DIRECTIONS FOR THIS TASK: Starting with the first line and ending with the last, transcribe the data exactly.
--------------------
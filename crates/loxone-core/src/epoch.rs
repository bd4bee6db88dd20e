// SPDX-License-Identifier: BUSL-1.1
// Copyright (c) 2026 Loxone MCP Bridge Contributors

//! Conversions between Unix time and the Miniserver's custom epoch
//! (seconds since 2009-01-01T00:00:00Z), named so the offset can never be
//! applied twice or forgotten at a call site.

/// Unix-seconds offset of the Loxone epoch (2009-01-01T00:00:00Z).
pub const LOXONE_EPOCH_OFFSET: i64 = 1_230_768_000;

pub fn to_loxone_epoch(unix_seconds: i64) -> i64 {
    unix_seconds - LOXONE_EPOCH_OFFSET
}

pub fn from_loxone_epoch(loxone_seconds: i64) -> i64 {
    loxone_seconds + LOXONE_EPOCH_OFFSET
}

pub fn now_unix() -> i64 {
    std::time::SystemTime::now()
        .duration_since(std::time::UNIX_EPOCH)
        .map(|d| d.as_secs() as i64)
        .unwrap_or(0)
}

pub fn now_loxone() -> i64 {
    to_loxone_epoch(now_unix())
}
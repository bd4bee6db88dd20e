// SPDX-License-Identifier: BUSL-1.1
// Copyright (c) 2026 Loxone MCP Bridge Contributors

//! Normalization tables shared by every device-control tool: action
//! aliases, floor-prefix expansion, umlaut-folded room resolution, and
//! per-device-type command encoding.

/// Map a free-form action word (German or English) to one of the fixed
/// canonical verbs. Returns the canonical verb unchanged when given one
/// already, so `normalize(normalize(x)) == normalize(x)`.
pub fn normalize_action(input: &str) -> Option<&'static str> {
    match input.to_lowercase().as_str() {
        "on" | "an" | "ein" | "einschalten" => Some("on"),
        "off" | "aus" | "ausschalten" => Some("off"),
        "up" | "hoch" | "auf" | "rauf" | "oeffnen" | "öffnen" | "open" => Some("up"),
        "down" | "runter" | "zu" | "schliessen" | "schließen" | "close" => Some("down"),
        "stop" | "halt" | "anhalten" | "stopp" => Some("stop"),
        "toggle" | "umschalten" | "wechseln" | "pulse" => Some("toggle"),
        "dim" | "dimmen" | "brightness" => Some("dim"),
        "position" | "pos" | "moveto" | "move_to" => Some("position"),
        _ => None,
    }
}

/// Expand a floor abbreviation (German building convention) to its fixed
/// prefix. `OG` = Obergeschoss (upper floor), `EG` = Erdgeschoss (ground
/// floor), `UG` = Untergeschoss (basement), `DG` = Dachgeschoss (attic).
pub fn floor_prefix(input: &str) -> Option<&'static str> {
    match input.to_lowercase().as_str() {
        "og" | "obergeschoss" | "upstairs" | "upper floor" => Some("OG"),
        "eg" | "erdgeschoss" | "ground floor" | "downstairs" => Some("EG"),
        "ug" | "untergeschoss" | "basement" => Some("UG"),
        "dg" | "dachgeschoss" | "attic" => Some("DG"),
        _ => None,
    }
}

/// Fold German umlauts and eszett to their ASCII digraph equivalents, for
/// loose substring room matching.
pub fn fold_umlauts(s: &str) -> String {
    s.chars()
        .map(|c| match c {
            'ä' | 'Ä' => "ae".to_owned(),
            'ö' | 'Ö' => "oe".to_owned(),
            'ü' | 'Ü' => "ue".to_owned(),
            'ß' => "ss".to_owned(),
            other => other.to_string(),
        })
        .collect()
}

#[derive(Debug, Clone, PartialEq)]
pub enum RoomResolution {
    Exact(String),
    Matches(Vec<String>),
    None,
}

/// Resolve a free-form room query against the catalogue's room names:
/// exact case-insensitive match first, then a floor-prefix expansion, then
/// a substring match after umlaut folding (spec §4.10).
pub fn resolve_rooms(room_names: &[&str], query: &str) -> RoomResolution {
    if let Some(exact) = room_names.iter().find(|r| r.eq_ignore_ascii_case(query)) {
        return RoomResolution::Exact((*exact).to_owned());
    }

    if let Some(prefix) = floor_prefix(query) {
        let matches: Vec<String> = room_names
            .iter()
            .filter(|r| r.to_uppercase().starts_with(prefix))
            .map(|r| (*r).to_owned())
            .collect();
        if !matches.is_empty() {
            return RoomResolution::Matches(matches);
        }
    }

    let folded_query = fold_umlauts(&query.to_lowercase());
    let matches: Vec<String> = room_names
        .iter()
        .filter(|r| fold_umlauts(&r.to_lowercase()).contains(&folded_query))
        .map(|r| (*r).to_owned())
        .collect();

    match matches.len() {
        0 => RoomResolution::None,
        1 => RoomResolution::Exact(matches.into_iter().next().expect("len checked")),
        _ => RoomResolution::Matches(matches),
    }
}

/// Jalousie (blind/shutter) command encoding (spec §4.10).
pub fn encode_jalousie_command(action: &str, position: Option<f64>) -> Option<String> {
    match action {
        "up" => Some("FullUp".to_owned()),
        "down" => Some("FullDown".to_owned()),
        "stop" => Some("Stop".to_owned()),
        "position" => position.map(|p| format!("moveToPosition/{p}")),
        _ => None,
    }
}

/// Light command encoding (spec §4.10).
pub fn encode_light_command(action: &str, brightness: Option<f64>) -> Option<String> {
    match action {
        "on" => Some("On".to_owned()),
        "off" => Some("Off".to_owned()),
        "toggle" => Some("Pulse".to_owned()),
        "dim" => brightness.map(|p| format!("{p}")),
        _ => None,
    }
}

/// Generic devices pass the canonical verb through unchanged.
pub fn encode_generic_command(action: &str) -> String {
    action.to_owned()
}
--------------------
TASK OUTPUT:
filename crates/loxone-core/src/epoch.rs
repository bd4bee6db88dd20e
// SPDX-License-Identifier: BUSL-1.1
// Copyright (c) 2026 Loxone MCP Bridge Contributors

//! Conversions between Unix time and the Miniserver's custom epoch
//! (seconds since 2009-01-01T00:00:00Z), named so the offset can never be
//! applied twice or forgotten at a call site.

/// Unix-seconds offset of the Loxone epoch (2009-01-01T00:00:00Z).
pub const LOXONE_EPOCH_OFFSET: i64 = 1_230_768_000;

pub fn to_loxone_epoch(unix_seconds: i64) -> i64 {
    unix_seconds - LOXONE_EPOCH_OFFSET
}

pub fn from_loxone_epoch(loxone_seconds: i64) -> i64 {
    loxone_seconds + LOXONE_EPOCH_OFFSET
}

pub fn now_unix() -> i64 {
    std::time::SystemTime::now()
        .duration_since(std::time::UNIX_EPOCH)
        .map(|d| d.as_secs() as i64)
        .unwrap_or(0)
}

pub fn now_loxone() -> i64 {
    to_loxone_epoch(now_unix())
}
repository bd4bee6db88dd20e
// SPDX-License-Identifier: BUSL-1.1
// Copyright (c) 2026 Loxone MCP Bridge Contributors

//! Normalization tables shared by every device-control tool: action
//! aliases, floor-prefix expansion, umlaut-folded room resolution, and
//! per-device-type command encoding.

/// Map a free-form action word (German or English) to one of the fixed
/// canonical verbs. Returns the canonical verb unchanged when given one
/// already, so `normalize(normalize(x)) == normalize(x)`.
pub fn normalize_action(input: &str) -> Option<&'static str> {
    match input.to_lowercase().as_str() {
        "on" | "an" | "ein" | "einschalten" => Some("on"),
        "off" | "aus" | "ausschalten" => Some("off"),
        "up" | "hoch" | "auf" | "rauf" | "oeffnen" | "öffnen" | "open" => Some("up"),
        "down" | "runter" | "zu" | "schliessen" | "schließen" | "close" => Some("down"),
        "stop" | "halt" | "anhalten" | "stopp" => Some("stop"),
        "toggle" | "umschalten" | "wechseln" | "pulse" => Some("toggle"),
        "dim" | "dimmen" | "brightness" => Some("dim"),
        "position" | "pos" | "moveto" | "move_to" => Some("position"),
        _ => None,
    }
}

/// Expand a floor abbreviation (German building convention) to its fixed
/// prefix. `OG` = Obergeschoss (upper floor), `EG` = Erdgeschoss (ground
/// floor), `UG` = Untergeschoss (basement), `DG` = Dachgeschoss (attic).
pub fn floor_prefix(input: &str) -> Option<&'static str> {
    match input.to_lowercase().as_str() {
        "og" | "obergeschoss" | "upstairs" | "upper floor" => Some("OG"),
        "eg" | "erdgeschoss" | "ground floor" | "downstairs" => Some("EG"),
        "ug" | "untergeschoss" | "basement" => Some("UG"),
        "dg" | "dachgeschoss" | "attic" => Some("DG"),
        _ => None,
    }
}

/// Fold German umlauts and eszett to their ASCII digraph equivalents, for
/// loose substring room matching.
pub fn fold_umlauts(s: &str) -> String {
    s.chars()
        .map(|c| match c {
            'ä' | 'Ä' => "ae".to_owned(),
            'ö' | 'Ö' => "oe".to_owned(),
            'ü' | 'Ü' => "ue".to_owned(),
            'ß' => "ss".to_owned(),
            other => other.to_string(),
        })
        .collect()
}

#[derive(Debug, Clone, PartialEq)]
pub enum RoomResolution {
    Exact(String),
    Matches(Vec<String>),
    None,
}

/// Resolve a free-form room query against the catalogue's room names:
/// exact case-insensitive match first, then a floor-prefix expansion, then
/// a substring match after umlaut folding (spec §4.10).
pub fn resolve_rooms(room_names: &[&str], query: &str) -> RoomResolution {
    if let Some(exact) = room_names.iter().find(|r| r.eq_ignore_ascii_case(query)) {
        return RoomResolution::Exact((*exact).to_owned());
    }

    if let Some(prefix) = floor_prefix(query) {
        let matches: Vec<String> = room_names
            .iter()
            .filter(|r| r.to_uppercase().starts_with(prefix))
            .map(|r| (*r).to_owned())
            .collect();
        if !matches.is_empty() {
            return RoomResolution::Matches(matches);
        }
    }

    let folded_query = fold_umlauts(&query.to_lowercase());
    let matches: Vec<String> = room_names
        .iter()
        .filter(|r| fold_umlauts(&r.to_lowercase()).contains(&folded_query))
        .map(|r| (*r).to_owned())
        .collect();

    match matches.len() {
        0 => RoomResolution::None,
        1 => RoomResolution::Exact(matches.into_iter().next().expect("len checked")),
        _ => RoomResolution::Matches(matches),
    }
}

/// Jalousie (blind/shutter) command encoding (spec §4.10).
pub fn encode_jalousie_command(action: &str, position: Option<f64>) -> Option<String> {
    match action {
        "up" => Some("FullUp".to_owned()),
        "down" => Some("FullDown".to_owned()),
        "stop" => Some("Stop".to_owned()),
        "position" => position.map(|p| format!("moveToPosition/{p}")),
        _ => None,
    }
}

/// Light command encoding (spec §4.10).
pub fn encode_light_command(action: &str, brightness: Option<f64>) -> Option<String> {
    match action {
        "on" => Some("On".to_owned()),
        "off" => Some("Off".to_owned()),
        "toggle" => Some("Pulse".to_owned()),
        "dim" => brightness.map(|p| format!("{p}")),
        _ => None,
    }
}

/// Generic devices pass the canonical verb through unchanged.
pub fn encode_generic_command(action: &str) -> String {
    action.to_owned()
}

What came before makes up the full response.